──────── INPUT RECORDS ────────
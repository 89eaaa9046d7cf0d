//! Lazily expanded module components.
//!
//! A component is the expansion of a module type into either a structure
//! (per-namespace member tables with runtime positions) or a functor
//! descriptor. Expansion is deferred behind a compute-once cell and memoized
//! per module-type value, so identical signatures are never rebuilt and large
//! dependency graphs are not eagerly elaborated.

use crate::{
    EnvError, Environment, Namespace, NotFound, Session,
    lazy::ComputeOnce,
    prefix::{self, PrefixedItem},
    summary::SummaryIdx,
};
use hir::{
    ClassDecl, ClassTypeDecl, CtorDescr, CtorTag, Ident, LabelDescr, ModuleDecl, ModuleType,
    ModuleTypeDecl, Path, SigItem, Subst, TypeDecl, ValueDescr,
};
use std::{cell::RefCell, collections::HashSet, rc::Rc};
use utility::{Atom, HashMap};

pub enum Component {
    Structure(StructureComps),
    Functor(FunctorComps),
}

impl Component {
    pub fn as_structure(&self) -> Option<&StructureComps> {
        utility::obtain!(self, Self::Structure(comps) => comps)
    }

    pub fn as_functor(&self) -> Option<&FunctorComps> {
        utility::obtain!(self, Self::Functor(comps) => comps)
    }
}

/// The member tables of a structure.
///
/// Members that occupy a slot in the runtime layout carry their insertion
/// position; type-level members do not.
#[derive(Default)]
pub struct StructureComps {
    pub values: HashMap<Atom, (Rc<ValueDescr>, Option<u32>)>,
    /// Constructors derived from variant members (no position) and extension
    /// constructors (with their slot).
    pub ctors: HashMap<Atom, (Rc<CtorDescr>, Option<u32>)>,
    pub labels: HashMap<Atom, Rc<LabelDescr>>,
    pub types: HashMap<Atom, Rc<TypeDecl>>,
    pub modules: HashMap<Atom, ModuleComp>,
    pub module_types: HashMap<Atom, Rc<ModuleTypeDecl>>,
    pub classes: HashMap<Atom, (Rc<ClassDecl>, u32)>,
    pub class_types: HashMap<Atom, Rc<ClassTypeDecl>>,
}

pub struct ModuleComp {
    pub decl: Rc<ModuleDecl>,
    pub pos: u32,
    pub(crate) comps: Rc<ComponentCell>,
}

/// A functor, ready to be applied.
pub struct FunctorComps {
    pub param: Ident,
    /// `None` for a generative functor.
    pub param_ty: Option<Rc<ModuleType>>,
    /// The result module type, not yet instantiated for any argument.
    pub result: Rc<ModuleType>,
    /// The environment the result makes sense in.
    pub env: Environment,
    pub subst: Subst,
    /// Instantiated components, by concrete argument path.
    comps_cache: RefCell<HashMap<Path, Rc<ComponentCell>>>,
    /// Instantiated result module types, by concrete argument path.
    result_cache: RefCell<HashMap<Path, Rc<ModuleType>>>,
}

pub(crate) type ComponentCell = ComputeOnce<Thunk, Rc<Component>, EnvError>;

/// The captured inputs of a deferred expansion.
pub(crate) struct Thunk {
    env: Environment,
    subst: Subst,
    path: Path,
    mty: Rc<ModuleType>,
}

#[derive(PartialEq, Eq, Hash)]
pub(crate) struct CompKey {
    mty: usize,
    path: Path,
    summary: Option<SummaryIdx>,
}

/// Obtain the (possibly still unforced) component cell for a module type.
///
/// Memoized by the module-type value being built, not by name.
pub(crate) fn components_of(
    session: &Session,
    env: &Environment,
    subst: &Subst,
    path: &Path,
    mty: &Rc<ModuleType>,
) -> Rc<ComponentCell> {
    let key = CompKey {
        mty: Rc::as_ptr(mty) as usize,
        path: path.clone(),
        summary: env.summary(),
    };

    if let Some(cell) = session.components.borrow().get(&key) {
        return Rc::clone(cell);
    }

    let cell = Rc::new(ComputeOnce::new(Thunk {
        env: env.clone(),
        subst: subst.clone(),
        path: path.clone(),
        mty: Rc::clone(mty),
    }));
    session.components.borrow_mut().insert(key, Rc::clone(&cell));

    cell
}

/// Force a component cell. Re-forcing returns the cached expansion, or
/// re-surfaces the cached failure.
pub(crate) fn force(
    session: &Session,
    path: &Path,
    cell: &ComponentCell,
) -> Result<Rc<Component>, EnvError> {
    cell.force(
        |thunk| build(session, thunk),
        || EnvError::Dangling {
            original: path.clone(),
            furthest: path.clone(),
        },
    )
}

fn build(session: &Session, thunk: Thunk) -> Result<Rc<Component>, EnvError> {
    session.stats.bump_component_builds();

    let scraped = scrape(session, &thunk.env, Rc::clone(&thunk.mty), &thunk.path)?;

    match &*scraped {
        ModuleType::Signature(signature) => {
            let prefixing = prefix::prefix_signature(session, &thunk.path, &thunk.subst, signature);
            let sub = &prefixing.subst;
            let mut comps = StructureComps::default();

            for PrefixedItem { item, path, pos } in &prefixing.items {
                let name = item.ident().name();

                match item {
                    SigItem::Value(_, descr) => {
                        comps
                            .values
                            .insert(name, (Rc::new(sub.value_descr(descr)), *pos));
                    }
                    SigItem::Type(_, decl) => {
                        let decl = Rc::new(sub.type_decl(decl));

                        for ctor in hir::ctors_of(path, &decl) {
                            comps.ctors.insert(ctor.name, (ctor, None));
                        }
                        for label in hir::labels_of(path, &decl) {
                            comps.labels.insert(label.name, label);
                        }

                        comps.types.insert(name, decl);
                    }
                    SigItem::Extension(_, def) => {
                        let def = sub.extension_def(def);
                        let descr = Rc::new(CtorDescr {
                            name,
                            owner: def.owner.clone(),
                            arity: def.args.len(),
                            args: def.args,
                            tag: CtorTag::Extension,
                        });
                        comps.ctors.insert(name, (descr, *pos));
                    }
                    SigItem::Module(_, decl) => {
                        let decl = Rc::new(sub.module_decl(decl));
                        // Declare the nested expansion eagerly, expand it lazily.
                        let cell = components_of(session, &thunk.env, sub, path, &decl.ty);

                        comps.modules.insert(
                            name,
                            ModuleComp {
                                decl,
                                pos: pos.expect("module member without a position"),
                                comps: cell,
                            },
                        );
                    }
                    SigItem::ModuleType(_, decl) => {
                        comps
                            .module_types
                            .insert(name, Rc::new(sub.module_type_decl(decl)));
                    }
                    SigItem::Class(_, decl) => {
                        comps.classes.insert(
                            name,
                            (
                                Rc::new(sub.class_decl(decl)),
                                pos.expect("class member without a position"),
                            ),
                        );
                    }
                    SigItem::ClassType(_, decl) => {
                        comps
                            .class_types
                            .insert(name, Rc::new(sub.class_type_decl(decl)));
                    }
                }
            }

            Ok(Rc::new(Component::Structure(comps)))
        }
        ModuleType::Functor {
            param,
            param_ty,
            result,
        } => Ok(Rc::new(Component::Functor(FunctorComps {
            param: *param,
            param_ty: param_ty.as_ref().map(|ty| thunk.subst.module_type(ty)),
            result: Rc::clone(result),
            subst: thunk.subst.clone(),
            env: thunk.env,
            comps_cache: RefCell::default(),
            result_cache: RefCell::default(),
        }))),
        // scrape only ever returns a signature or a functor
        ModuleType::Ident(_) | ModuleType::Alias(_) => unreachable!(),
    }
}

/// Expand module-type references and aliases until a signature or functor
/// emerges.
///
/// A module type reached through a concrete path is strengthened against that
/// path so its abstract members become concrete.
pub(crate) fn scrape(
    session: &Session,
    env: &Environment,
    mty: Rc<ModuleType>,
    path: &Path,
) -> Result<Rc<ModuleType>, EnvError> {
    let mut seen: HashSet<Path> = HashSet::new();
    let mut current = mty;

    loop {
        let (target, is_module_type_ref) = match &*current {
            ModuleType::Signature(_) | ModuleType::Functor { .. } => break Ok(current),
            ModuleType::Ident(target) => (target.clone(), true),
            ModuleType::Alias(target) => (target.clone(), false),
        };

        if !seen.insert(target.clone()) {
            break Err(EnvError::Dangling {
                original: path.clone(),
                furthest: target,
            });
        }

        current = if is_module_type_ref {
            let decl = env.find_module_type_decl(session, &target)?;
            match &decl.body {
                Some(body) => Rc::clone(body),
                None => break Err(EnvError::NotFound(NotFound::Abstract { path: target })),
            }
        } else {
            let decl = env.find_module(session, &target)?;
            (session.hooks.strengthen)(env, Rc::clone(&decl.ty), &target)
        };
    }
}

/// Apply a functor to a concrete argument path.
///
/// Keyed by argument path in the functor's application cache; the inclusion
/// check runs before anything is instantiated.
pub(crate) fn apply_functor(
    session: &Session,
    functor_path: &Path,
    functor: &FunctorComps,
    arg_path: &Path,
    arg_ty: &Rc<ModuleType>,
) -> Result<Rc<Component>, EnvError> {
    let applied_path = functor_path.clone().apply(arg_path.clone());

    let cached = functor.comps_cache.borrow().get(arg_path).cloned();
    if let Some(cell) = cached {
        return force(session, &applied_path, &cell);
    }

    if let Some(param_ty) = &functor.param_ty {
        (session.hooks.check_inclusion)(&functor.env, arg_ty, arg_path, param_ty).map_err(
            |reason| EnvError::InclusionMismatch {
                functor: functor_path.clone(),
                argument: arg_path.clone(),
                reason,
            },
        )?;
    }

    let (result_ty, subst) = instantiated_result(functor, arg_path);

    let cell = Rc::new(ComputeOnce::new(Thunk {
        env: functor.env.clone(),
        subst,
        path: applied_path.clone(),
        mty: result_ty,
    }));
    functor
        .comps_cache
        .borrow_mut()
        .insert(arg_path.clone(), Rc::clone(&cell));

    force(session, &applied_path, &cell)
}

/// The functor's result module type instantiated for an argument, memoized
/// by argument path.
pub(crate) fn instantiated_result(
    functor: &FunctorComps,
    arg_path: &Path,
) -> (Rc<ModuleType>, Subst) {
    let mut subst = functor.subst.clone();
    subst.add_module(functor.param, arg_path.clone());

    let cached = functor.result_cache.borrow().get(arg_path).cloned();
    let result = match cached {
        Some(result) => result,
        None => {
            let result = subst.module_type(&functor.result);
            functor
                .result_cache
                .borrow_mut()
                .insert(arg_path.clone(), Rc::clone(&result));
            result
        }
    };

    (result, subst)
}

/// Look up a structure member namespace by name, with a uniform error.
pub(crate) fn member_not_found(path: &Path, namespace: Namespace, member: Atom) -> EnvError {
    EnvError::NotFound(NotFound::Member {
        path: path.clone(),
        namespace,
        member,
    })
}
────────
**GOAL OF THE EXERCISE**
Extract the lines of the preceding material that run from the line with "let applied_path = functor_path.clone().apply(arg_path.clone());" through the line with "cached = functor.result_cache.borrow().get(arg_path).cloned();", inclusive, reproducing them exactly and adding nothing.

**EXPECTED ANSWER**
    let applied_path = functor_path.clone().apply(arg_path.clone());

    let cached = functor.comps_cache.borrow().get(arg_path).cloned();
    if let Some(cell) = cached {
        return force(session, &applied_path, &cell);
    }

    if let Some(param_ty) = &functor.param_ty {
        (session.hooks.check_inclusion)(&functor.env, arg_ty, arg_path, param_ty).map_err(
            |reason| EnvError::InclusionMismatch {
                functor: functor_path.clone(),
                argument: arg_path.clone(),
                reason,
            },
        )?;
    }

    let (result_ty, subst) = instantiated_result(functor, arg_path);

    let cell = Rc::new(ComputeOnce::new(Thunk {
        env: functor.env.clone(),
        subst,
        path: applied_path.clone(),
        mty: result_ty,
    }));
    functor
        .comps_cache
        .borrow_mut()
        .insert(arg_path.clone(), Rc::clone(&cell));

    force(session, &applied_path, &cell)
}

/// The functor's result module type instantiated for an argument, memoized
/// by argument path.
pub(crate) fn instantiated_result(
    functor: &FunctorComps,
    arg_path: &Path,
) -> (Rc<ModuleType>, Subst) {
    let mut subst = functor.subst.clone();
    subst.add_module(functor.param, arg_path.clone());

    let cached = functor.result_cache.borrow().get(arg_path).cloned();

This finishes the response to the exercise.